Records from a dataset
┄┄┄┄┄┄┄┄┄┄┄┄┄┄┄┄┄┄┄┄

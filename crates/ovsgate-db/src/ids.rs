//! Request identifier generation.

use std::sync::atomic::{AtomicU32, Ordering};

/// Monotonic generator for wire request identifiers.
///
/// Each logical client seeds its generator into a distinct range (component
/// id times a fixed multiplier) so concurrent clients of the same database
/// are unlikely to collide. There is no central allocator, so this is a
/// collision-avoidance heuristic, not a guarantee; within one client the
/// ids are strictly unique until the counter wraps.
#[derive(Debug)]
pub struct RequestIdGenerator {
    next: AtomicU32,
}

impl RequestIdGenerator {
    /// Builds a generator whose first issued id is `seed + 1`.
    #[must_use]
    pub const fn new(seed: u32) -> Self {
        Self {
            next: AtomicU32::new(seed),
        }
    }

    /// Issues the next identifier.
    #[must_use]
    pub fn next_id(&self) -> u32 {
        self.next.fetch_add(1, Ordering::Relaxed).wrapping_add(1)
    }
}
//! Logging configuration shared by telemetry consumers.

use serde::{Deserialize, Serialize};
use strum::{Display, EnumString};

/// Supported logging output formats.
#[derive(
    Debug, Clone, Copy, Default, Deserialize, Serialize, PartialEq, Eq, EnumString, Display,
)]
#[serde(rename_all = "snake_case")]
#[strum(serialize_all = "snake_case", ascii_case_insensitive)]
pub enum LogFormat {
    /// Structured JSON suitable for ingestion by logging stacks.
    Json,
    /// Human-readable single line output.
    #[default]
    Compact,
}

/// Errors encountered while parsing a [`LogFormat`] from text.
pub type LogFormatParseError = strum::ParseError;

#[cfg(test)]
mod tests {
    use super::*;

    #[test]
    fn parses_case_insensitively() {
        assert_eq!("JSON".parse::<LogFormat>().expect("parse"), LogFormat::Json);
        assert_eq!(
            "compact".parse::<LogFormat>().expect("parse"),
            LogFormat::Compact
        );
    }
}
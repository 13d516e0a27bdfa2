//! Feedback rows correlating completions back to configuration requests.

use crate::status::OvsStatus;

/// A `Feedback` row: the outcome of applying one `Gateway_Config` row.
///
/// `req_uuid` is the server-assigned identifier of the configuration row the
/// feedback answers, which is how completions find their transaction.
#[derive(Debug, Clone, Default, PartialEq, Eq)]
pub struct Feedback {
    /// Server-assigned identifier of the request being answered.
    pub req_uuid: String,
    /// Outcome of applying the configuration.
    pub status: OvsStatus,
}

impl Feedback {
    /// Builds a feedback row answering the given request identifier.
    #[must_use]
    pub fn new(req_uuid: impl Into<String>, status: OvsStatus) -> Self {
        Self {
            req_uuid: req_uuid.into(),
            status,
        }
    }
}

┄┄┄┄┄┄┄┄┄┄┄┄┄┄┄┄┄┄┄┄

Work instructions
As the answer, set down only the lines from the data above between the one holding "logging output formats." and the one holding "use crate::status::OvsStatus;", inclusive, exactly as they read.

Output below
/// Supported logging output formats.
#[derive(
    Debug, Clone, Copy, Default, Deserialize, Serialize, PartialEq, Eq, EnumString, Display,
)]
#[serde(rename_all = "snake_case")]
#[strum(serialize_all = "snake_case", ascii_case_insensitive)]
pub enum LogFormat {
    /// Structured JSON suitable for ingestion by logging stacks.
    Json,
    /// Human-readable single line output.
    #[default]
    Compact,
}

/// Errors encountered while parsing a [`LogFormat`] from text.
pub type LogFormatParseError = strum::ParseError;

#[cfg(test)]
mod tests {
    use super::*;

    #[test]
    fn parses_case_insensitively() {
        assert_eq!("JSON".parse::<LogFormat>().expect("parse"), LogFormat::Json);
        assert_eq!(
            "compact".parse::<LogFormat>().expect("parse"),
            LogFormat::Compact
        );
    }
}
repository 13d516e0a27bdfa2
//! Feedback rows correlating completions back to configuration requests.

use crate::status::OvsStatus;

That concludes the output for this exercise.